- _Exercise brief_
Within the data below, find the string "StatusCountRow" and return each line where it occurs.
START Data shown
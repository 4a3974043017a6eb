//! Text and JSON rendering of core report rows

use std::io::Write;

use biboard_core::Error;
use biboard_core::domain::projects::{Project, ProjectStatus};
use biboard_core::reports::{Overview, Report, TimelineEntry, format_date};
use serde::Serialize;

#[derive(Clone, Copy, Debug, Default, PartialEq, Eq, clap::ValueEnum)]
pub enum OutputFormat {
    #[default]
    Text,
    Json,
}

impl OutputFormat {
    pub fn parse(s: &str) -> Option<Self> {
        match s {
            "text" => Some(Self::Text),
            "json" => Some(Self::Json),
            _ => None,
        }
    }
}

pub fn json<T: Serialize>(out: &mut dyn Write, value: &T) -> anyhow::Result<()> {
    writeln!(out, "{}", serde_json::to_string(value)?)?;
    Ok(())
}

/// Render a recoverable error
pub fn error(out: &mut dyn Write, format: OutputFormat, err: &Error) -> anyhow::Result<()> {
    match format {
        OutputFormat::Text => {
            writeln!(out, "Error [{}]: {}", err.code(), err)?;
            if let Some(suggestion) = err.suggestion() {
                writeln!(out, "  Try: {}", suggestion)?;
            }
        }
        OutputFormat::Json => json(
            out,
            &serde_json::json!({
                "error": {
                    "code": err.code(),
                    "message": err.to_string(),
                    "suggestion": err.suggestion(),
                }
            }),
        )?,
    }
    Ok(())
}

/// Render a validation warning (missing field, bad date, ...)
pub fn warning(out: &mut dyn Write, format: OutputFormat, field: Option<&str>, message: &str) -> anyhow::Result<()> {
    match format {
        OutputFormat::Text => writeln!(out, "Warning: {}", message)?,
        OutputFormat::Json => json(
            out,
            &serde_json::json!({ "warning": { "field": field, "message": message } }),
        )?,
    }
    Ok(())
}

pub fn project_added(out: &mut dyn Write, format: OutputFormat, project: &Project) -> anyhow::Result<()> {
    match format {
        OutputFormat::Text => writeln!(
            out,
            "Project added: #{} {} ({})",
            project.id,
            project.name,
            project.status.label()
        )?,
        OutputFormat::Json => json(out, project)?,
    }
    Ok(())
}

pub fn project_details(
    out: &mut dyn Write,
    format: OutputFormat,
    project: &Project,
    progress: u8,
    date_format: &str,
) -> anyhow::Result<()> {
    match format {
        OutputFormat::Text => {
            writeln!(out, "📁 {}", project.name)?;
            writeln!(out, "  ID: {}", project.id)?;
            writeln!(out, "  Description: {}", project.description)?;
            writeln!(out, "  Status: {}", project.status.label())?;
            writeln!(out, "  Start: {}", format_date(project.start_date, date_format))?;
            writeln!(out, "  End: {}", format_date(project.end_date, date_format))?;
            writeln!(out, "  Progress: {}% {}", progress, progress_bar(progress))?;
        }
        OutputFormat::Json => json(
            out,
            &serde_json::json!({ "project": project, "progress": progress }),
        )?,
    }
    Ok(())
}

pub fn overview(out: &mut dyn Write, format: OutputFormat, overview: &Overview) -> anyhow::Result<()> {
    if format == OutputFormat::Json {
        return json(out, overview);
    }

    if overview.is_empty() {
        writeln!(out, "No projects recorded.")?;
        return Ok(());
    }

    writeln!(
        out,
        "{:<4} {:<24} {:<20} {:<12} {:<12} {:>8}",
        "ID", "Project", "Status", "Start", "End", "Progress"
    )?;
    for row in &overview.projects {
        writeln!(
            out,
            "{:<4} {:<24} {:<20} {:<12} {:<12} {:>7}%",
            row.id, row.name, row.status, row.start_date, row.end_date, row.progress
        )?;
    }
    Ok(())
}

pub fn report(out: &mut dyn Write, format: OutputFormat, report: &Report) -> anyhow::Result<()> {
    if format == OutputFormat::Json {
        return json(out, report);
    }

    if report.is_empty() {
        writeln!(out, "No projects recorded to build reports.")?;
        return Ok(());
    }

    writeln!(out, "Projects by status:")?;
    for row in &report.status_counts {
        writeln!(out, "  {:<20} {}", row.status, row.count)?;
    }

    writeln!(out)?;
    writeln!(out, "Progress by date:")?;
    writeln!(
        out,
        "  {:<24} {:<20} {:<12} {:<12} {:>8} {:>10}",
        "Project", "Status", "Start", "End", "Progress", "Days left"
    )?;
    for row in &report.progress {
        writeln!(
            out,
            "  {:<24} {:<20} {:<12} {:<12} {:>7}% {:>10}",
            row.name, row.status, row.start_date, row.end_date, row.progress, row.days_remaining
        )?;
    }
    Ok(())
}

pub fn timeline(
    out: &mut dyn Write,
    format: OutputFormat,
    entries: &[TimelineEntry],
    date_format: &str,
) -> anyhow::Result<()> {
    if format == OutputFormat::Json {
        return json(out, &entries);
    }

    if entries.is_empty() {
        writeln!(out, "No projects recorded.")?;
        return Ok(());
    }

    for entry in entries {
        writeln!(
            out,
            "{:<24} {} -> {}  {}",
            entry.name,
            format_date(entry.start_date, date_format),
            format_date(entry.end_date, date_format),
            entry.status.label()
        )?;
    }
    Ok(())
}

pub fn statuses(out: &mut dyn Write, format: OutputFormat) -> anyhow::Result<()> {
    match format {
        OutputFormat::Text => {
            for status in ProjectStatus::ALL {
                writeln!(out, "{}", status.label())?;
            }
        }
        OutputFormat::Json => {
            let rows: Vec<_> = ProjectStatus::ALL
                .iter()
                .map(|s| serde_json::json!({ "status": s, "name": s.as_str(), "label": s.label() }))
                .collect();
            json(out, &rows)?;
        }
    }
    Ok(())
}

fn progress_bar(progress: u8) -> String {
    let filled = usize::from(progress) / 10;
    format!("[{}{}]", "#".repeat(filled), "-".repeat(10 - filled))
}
END Data shown
START Data shown
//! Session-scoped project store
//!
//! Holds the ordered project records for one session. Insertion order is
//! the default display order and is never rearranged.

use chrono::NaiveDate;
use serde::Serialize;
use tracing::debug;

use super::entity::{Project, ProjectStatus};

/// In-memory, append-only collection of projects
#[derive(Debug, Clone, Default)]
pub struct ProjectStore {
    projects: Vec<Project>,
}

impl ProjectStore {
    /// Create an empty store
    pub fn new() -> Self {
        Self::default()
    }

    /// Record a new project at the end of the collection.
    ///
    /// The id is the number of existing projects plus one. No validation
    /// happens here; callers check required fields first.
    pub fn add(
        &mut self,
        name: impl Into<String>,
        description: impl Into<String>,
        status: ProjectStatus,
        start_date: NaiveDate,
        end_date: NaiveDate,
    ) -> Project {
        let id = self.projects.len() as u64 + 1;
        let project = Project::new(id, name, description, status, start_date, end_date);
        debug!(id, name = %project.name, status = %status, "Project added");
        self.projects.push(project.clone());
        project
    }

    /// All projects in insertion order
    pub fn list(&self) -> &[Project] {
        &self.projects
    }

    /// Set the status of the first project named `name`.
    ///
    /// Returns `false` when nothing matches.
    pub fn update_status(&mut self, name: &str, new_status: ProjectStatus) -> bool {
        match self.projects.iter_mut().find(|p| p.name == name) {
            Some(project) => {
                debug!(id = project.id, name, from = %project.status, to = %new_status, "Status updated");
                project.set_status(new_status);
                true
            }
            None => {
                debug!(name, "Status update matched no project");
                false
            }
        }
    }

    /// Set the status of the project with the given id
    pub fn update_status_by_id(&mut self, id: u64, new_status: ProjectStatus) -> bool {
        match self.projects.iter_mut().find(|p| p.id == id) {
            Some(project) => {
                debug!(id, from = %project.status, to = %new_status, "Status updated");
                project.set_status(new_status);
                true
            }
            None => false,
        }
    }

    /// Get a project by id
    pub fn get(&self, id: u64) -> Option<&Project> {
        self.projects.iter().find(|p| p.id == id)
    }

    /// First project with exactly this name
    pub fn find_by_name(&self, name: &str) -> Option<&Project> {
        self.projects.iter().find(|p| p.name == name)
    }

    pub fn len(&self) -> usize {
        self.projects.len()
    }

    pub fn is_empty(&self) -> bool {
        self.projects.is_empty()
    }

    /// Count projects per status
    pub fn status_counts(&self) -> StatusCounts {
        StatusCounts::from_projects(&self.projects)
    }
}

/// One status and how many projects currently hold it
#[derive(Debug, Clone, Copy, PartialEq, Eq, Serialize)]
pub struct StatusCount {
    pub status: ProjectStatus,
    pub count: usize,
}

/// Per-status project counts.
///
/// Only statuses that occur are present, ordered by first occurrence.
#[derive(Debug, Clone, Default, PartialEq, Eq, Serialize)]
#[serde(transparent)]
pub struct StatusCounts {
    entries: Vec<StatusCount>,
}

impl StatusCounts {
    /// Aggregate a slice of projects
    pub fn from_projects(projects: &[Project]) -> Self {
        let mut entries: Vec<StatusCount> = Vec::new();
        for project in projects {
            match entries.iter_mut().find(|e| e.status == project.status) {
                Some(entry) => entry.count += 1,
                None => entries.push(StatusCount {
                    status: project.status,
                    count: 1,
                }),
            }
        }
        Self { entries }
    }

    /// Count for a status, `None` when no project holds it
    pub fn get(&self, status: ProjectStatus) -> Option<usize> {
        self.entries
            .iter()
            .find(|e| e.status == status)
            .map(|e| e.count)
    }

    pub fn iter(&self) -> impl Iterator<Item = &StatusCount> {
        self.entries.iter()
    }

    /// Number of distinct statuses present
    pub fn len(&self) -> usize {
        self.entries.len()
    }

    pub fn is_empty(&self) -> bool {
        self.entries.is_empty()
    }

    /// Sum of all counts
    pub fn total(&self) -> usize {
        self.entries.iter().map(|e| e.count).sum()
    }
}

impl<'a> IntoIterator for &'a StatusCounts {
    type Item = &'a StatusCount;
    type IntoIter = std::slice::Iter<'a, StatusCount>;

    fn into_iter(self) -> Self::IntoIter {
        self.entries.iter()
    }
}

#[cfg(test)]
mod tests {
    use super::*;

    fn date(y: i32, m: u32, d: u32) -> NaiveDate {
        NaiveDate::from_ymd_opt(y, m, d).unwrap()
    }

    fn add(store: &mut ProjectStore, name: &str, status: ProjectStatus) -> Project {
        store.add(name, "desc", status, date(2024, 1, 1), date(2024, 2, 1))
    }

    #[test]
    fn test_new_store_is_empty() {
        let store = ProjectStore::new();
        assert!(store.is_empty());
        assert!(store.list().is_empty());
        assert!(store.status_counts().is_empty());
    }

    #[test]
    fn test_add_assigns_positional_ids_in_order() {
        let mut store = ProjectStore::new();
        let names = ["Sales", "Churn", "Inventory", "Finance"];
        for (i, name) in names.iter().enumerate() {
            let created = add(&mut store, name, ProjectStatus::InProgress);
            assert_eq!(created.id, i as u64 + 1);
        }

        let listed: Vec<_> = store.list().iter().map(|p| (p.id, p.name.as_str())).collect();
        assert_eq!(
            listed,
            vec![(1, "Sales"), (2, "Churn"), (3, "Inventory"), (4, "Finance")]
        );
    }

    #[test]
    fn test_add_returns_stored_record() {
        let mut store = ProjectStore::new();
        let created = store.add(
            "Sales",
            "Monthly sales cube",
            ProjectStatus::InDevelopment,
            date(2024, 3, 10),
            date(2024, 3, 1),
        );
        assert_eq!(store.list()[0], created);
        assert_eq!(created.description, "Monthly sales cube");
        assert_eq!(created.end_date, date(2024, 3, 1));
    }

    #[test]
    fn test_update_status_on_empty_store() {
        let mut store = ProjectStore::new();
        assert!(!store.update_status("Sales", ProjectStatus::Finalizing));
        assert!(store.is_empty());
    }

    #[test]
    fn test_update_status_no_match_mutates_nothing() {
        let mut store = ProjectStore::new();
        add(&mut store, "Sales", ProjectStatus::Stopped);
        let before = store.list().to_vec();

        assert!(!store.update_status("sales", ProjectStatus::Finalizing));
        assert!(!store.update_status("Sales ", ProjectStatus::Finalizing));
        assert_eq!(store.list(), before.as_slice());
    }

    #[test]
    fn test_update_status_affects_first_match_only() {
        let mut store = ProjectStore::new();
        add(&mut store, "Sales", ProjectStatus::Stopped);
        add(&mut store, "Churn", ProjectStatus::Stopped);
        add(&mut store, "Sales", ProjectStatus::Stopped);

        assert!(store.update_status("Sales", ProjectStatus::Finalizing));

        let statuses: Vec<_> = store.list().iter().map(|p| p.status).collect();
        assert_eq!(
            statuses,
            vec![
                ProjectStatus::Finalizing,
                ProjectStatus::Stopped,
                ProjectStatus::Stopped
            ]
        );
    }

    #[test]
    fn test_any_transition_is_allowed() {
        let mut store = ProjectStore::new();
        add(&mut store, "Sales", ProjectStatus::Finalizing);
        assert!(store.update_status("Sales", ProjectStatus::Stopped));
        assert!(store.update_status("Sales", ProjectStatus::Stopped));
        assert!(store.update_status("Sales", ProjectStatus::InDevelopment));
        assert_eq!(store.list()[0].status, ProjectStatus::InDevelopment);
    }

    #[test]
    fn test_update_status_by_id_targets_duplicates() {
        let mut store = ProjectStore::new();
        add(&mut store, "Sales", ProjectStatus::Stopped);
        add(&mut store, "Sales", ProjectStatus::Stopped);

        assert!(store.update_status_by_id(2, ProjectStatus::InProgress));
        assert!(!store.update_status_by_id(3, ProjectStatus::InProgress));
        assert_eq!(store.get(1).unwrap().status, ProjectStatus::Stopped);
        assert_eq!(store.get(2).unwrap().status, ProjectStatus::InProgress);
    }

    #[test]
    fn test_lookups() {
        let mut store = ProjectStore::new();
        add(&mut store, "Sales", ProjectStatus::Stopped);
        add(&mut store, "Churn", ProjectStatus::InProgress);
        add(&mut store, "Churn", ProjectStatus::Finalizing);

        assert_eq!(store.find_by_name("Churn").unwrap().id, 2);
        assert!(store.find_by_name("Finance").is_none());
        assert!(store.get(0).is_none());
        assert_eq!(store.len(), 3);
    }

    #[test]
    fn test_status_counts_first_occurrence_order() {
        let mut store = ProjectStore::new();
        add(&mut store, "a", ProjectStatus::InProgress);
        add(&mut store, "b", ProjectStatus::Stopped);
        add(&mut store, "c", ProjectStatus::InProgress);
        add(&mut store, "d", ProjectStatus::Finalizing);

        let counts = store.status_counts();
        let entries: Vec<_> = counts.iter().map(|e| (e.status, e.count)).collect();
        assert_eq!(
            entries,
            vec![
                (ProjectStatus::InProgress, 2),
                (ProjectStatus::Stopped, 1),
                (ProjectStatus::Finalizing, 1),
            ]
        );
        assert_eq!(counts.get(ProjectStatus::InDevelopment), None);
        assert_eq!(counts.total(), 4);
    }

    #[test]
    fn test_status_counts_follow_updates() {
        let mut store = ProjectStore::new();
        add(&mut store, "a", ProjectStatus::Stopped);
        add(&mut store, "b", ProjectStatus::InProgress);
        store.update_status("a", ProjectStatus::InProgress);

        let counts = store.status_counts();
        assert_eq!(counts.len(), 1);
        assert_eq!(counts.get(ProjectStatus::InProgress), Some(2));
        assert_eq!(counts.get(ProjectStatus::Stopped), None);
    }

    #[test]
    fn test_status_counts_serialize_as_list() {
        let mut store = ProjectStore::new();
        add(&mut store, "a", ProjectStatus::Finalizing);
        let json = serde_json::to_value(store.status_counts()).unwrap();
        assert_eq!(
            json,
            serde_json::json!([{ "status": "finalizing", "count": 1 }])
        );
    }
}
END Data shown
START Data shown
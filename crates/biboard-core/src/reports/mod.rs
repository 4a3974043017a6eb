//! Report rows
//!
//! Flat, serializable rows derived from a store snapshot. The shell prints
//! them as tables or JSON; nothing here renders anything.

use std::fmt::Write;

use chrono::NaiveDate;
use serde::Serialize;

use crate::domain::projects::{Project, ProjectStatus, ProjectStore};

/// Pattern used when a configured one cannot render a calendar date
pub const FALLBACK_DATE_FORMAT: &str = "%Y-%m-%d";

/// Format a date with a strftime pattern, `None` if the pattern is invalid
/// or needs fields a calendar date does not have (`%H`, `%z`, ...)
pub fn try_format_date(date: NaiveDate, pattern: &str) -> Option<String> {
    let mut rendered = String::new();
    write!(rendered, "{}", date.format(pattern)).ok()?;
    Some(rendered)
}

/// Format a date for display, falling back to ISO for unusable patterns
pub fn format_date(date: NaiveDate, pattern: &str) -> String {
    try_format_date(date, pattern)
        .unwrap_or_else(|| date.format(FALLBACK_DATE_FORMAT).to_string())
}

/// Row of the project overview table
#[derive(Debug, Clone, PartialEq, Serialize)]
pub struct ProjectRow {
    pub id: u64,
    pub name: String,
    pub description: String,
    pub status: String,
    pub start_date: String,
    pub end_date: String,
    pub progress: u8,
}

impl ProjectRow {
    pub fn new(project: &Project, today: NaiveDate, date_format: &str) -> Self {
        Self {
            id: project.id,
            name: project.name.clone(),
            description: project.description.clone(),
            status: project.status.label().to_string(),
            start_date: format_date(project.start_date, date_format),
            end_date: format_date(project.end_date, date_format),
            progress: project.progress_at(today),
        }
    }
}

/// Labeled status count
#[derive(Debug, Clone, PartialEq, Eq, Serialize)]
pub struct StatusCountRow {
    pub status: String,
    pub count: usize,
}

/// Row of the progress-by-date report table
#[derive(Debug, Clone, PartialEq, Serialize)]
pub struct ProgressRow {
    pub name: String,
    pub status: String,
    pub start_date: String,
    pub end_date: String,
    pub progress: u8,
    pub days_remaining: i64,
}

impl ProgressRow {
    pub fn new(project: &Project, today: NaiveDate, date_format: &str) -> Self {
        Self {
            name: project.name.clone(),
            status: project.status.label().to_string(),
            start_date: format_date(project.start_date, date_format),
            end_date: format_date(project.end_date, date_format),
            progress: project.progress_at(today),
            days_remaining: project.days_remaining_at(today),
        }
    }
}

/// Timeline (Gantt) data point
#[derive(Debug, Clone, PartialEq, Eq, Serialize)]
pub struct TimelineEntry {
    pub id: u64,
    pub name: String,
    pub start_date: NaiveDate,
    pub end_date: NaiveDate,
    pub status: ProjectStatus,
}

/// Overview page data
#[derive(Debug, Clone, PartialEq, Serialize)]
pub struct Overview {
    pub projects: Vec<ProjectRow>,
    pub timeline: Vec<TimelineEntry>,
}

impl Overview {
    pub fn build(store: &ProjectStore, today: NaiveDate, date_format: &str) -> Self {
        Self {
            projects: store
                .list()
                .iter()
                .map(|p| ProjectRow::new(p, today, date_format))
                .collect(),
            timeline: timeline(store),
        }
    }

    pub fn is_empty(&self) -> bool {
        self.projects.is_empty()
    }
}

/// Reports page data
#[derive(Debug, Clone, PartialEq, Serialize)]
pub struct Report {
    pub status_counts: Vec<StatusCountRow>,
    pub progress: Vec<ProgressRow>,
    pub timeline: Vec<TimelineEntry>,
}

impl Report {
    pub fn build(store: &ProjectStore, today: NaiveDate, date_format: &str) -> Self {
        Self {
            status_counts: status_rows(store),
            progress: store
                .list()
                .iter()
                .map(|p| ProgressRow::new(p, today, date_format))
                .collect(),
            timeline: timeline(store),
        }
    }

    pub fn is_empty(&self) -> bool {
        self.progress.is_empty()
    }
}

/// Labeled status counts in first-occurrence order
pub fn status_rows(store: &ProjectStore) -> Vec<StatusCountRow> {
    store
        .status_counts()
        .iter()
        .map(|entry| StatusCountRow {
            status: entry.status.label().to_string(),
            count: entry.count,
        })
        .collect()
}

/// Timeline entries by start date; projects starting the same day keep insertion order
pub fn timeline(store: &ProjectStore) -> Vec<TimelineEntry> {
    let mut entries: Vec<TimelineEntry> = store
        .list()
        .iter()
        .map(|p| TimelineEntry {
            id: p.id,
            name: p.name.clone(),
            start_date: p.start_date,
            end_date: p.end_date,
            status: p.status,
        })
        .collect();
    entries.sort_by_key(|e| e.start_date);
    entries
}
END Data shown
- _Solution below_
pub struct StatusCountRow {
    pub status_counts: Vec<StatusCountRow>,
pub fn status_rows(store: &ProjectStore) -> Vec<StatusCountRow> {
        .map(|entry| StatusCountRow {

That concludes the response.